**Records to process**
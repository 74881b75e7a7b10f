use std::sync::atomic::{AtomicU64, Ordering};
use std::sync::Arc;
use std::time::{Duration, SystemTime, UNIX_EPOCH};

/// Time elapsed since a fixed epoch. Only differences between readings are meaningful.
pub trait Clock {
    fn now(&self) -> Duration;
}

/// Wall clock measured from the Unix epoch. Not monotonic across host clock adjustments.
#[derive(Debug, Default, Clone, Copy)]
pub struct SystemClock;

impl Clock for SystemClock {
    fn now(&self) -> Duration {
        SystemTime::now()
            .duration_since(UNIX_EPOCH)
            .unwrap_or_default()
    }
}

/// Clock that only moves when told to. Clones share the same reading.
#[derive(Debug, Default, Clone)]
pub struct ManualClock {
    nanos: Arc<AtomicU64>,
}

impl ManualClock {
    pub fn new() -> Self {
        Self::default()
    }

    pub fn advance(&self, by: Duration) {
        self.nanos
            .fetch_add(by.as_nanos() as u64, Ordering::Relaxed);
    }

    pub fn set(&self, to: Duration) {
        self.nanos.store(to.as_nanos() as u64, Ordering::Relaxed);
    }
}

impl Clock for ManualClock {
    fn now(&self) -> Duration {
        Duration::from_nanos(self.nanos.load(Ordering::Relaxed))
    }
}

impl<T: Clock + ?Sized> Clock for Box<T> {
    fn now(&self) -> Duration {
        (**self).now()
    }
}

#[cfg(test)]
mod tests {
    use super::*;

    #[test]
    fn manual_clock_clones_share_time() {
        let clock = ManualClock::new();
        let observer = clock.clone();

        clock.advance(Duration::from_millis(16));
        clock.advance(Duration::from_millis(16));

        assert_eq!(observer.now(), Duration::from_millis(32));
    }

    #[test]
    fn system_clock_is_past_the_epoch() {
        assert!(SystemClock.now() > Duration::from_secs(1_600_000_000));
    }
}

* * *

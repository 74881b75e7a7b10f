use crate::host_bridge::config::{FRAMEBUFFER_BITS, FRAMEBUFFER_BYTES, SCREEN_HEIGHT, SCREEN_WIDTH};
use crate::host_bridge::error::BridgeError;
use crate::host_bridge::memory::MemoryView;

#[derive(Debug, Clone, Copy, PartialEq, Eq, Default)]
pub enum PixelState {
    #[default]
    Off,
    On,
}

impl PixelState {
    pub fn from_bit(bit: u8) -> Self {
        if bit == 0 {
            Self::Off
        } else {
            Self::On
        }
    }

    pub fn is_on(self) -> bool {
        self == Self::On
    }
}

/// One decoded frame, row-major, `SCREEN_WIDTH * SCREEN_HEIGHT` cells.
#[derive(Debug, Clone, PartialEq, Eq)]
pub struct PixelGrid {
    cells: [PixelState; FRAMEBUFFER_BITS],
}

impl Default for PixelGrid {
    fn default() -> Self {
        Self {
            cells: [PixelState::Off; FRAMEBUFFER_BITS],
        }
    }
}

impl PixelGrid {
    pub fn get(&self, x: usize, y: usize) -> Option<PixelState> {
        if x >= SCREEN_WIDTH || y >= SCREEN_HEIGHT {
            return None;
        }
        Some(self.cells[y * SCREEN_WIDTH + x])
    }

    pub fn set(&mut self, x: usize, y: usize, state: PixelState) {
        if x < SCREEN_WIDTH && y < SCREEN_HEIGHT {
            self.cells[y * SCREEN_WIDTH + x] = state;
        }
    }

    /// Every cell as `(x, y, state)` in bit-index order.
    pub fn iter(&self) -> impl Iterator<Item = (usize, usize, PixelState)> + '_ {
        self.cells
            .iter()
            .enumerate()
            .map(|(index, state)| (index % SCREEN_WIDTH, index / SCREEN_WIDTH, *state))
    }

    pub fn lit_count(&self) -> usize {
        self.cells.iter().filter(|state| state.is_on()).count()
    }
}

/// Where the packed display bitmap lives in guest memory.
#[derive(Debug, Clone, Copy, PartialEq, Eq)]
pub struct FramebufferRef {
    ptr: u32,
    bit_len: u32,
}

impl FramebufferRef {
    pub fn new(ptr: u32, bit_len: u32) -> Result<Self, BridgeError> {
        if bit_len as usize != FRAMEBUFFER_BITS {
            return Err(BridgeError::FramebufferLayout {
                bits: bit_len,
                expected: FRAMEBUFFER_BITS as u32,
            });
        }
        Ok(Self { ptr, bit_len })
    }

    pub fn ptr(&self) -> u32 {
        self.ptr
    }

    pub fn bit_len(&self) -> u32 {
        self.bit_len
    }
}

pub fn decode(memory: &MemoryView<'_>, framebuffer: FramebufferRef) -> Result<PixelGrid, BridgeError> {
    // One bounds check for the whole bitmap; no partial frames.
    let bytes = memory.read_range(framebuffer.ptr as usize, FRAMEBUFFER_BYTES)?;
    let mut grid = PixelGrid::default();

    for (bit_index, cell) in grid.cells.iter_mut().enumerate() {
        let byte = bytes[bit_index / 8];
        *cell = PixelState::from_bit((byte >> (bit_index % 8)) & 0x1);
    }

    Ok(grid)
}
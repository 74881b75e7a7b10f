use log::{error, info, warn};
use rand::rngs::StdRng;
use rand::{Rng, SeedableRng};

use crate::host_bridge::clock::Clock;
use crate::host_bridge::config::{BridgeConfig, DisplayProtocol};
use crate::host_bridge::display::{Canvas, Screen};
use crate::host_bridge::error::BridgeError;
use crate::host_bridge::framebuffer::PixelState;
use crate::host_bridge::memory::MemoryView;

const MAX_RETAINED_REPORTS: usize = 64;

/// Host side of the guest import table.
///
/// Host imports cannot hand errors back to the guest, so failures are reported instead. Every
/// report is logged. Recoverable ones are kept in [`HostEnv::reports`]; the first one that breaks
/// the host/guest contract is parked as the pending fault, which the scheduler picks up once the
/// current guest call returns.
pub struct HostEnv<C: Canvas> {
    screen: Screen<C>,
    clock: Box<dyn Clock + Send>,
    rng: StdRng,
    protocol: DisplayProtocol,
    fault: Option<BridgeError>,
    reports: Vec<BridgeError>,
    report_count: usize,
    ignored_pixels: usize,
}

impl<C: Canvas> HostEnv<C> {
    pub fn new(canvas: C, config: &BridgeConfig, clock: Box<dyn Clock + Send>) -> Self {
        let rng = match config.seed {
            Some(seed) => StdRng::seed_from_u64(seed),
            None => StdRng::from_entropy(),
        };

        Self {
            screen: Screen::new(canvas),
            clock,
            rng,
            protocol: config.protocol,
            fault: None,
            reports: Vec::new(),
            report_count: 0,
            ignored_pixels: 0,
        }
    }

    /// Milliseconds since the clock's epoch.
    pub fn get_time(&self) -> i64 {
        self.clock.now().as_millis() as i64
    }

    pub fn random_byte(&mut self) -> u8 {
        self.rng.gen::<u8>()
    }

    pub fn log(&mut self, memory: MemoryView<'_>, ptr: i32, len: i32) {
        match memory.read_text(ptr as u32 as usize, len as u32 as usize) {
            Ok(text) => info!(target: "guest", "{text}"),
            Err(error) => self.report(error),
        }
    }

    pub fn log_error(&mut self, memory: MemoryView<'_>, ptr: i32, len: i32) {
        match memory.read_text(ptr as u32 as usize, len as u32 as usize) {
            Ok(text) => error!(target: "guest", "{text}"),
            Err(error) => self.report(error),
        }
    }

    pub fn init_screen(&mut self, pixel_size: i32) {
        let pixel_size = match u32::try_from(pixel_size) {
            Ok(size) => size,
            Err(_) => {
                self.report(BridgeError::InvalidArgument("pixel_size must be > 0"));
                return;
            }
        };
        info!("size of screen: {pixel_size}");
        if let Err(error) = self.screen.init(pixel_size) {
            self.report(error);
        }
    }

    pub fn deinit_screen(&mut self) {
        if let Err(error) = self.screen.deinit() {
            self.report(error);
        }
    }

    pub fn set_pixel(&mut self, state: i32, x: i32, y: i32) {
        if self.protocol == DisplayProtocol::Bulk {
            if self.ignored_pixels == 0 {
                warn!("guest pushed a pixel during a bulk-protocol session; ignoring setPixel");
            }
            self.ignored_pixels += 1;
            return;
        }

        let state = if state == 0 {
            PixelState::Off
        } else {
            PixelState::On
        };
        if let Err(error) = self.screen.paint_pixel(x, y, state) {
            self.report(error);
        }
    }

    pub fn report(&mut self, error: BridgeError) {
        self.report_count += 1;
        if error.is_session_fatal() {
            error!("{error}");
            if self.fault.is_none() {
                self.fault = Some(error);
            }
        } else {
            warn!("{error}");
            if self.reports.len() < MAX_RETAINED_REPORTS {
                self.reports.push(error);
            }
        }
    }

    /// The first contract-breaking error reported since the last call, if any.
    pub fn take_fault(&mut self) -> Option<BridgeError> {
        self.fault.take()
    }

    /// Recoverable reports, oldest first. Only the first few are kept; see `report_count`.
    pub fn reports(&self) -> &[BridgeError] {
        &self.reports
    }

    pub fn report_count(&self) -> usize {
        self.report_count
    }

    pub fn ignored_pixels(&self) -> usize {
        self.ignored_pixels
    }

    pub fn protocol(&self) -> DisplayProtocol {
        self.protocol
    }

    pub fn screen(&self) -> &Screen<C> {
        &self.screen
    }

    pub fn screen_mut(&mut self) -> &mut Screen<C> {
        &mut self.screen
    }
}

---

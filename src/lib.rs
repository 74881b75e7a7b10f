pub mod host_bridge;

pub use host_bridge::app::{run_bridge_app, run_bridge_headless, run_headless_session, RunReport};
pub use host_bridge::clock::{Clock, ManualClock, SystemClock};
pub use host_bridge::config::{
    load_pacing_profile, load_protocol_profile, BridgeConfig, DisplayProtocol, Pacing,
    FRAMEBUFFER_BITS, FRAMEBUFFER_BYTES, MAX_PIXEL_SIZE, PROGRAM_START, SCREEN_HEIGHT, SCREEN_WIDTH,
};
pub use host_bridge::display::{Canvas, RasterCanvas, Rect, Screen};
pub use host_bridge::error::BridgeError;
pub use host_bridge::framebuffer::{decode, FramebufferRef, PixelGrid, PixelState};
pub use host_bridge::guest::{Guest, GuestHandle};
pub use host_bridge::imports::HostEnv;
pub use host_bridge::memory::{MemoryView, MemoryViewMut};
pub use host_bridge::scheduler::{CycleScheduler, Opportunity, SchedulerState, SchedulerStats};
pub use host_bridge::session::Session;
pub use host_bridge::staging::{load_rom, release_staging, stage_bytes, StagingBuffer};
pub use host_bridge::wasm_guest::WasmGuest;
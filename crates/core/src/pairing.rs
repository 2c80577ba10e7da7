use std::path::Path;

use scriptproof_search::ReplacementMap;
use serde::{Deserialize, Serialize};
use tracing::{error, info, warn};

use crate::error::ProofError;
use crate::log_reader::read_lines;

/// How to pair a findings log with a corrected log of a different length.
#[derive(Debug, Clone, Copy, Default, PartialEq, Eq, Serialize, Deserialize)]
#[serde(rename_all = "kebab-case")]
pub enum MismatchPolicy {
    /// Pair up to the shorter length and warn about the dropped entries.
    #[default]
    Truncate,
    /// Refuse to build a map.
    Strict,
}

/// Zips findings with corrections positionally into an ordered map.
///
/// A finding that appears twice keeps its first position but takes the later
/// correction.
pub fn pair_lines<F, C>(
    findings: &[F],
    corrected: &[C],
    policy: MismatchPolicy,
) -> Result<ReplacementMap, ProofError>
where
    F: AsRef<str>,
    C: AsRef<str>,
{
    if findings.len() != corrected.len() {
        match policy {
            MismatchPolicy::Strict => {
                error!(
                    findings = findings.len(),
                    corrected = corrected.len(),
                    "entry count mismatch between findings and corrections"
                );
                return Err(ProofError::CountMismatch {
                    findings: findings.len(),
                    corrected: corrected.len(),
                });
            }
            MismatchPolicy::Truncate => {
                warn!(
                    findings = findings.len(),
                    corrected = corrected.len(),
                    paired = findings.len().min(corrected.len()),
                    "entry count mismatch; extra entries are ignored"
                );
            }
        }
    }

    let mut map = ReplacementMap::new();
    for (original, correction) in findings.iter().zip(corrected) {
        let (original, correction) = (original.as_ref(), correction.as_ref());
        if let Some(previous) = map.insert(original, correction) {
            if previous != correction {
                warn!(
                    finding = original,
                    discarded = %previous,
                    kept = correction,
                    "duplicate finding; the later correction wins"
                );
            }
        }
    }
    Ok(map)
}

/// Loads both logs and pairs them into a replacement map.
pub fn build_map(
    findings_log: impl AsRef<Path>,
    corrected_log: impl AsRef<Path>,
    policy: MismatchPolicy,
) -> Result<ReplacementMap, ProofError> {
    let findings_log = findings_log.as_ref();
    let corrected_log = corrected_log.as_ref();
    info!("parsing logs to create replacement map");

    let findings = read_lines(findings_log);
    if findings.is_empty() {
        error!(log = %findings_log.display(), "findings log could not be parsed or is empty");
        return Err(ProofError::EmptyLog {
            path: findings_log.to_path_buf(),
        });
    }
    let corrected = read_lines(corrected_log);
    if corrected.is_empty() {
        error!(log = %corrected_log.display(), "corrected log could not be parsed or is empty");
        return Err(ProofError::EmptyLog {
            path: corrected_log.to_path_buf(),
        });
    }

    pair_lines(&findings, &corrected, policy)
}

**Required action**
Looking back over the records above, in how many lines does the word "struct" occur? Give the number alone.

**Solution below**
5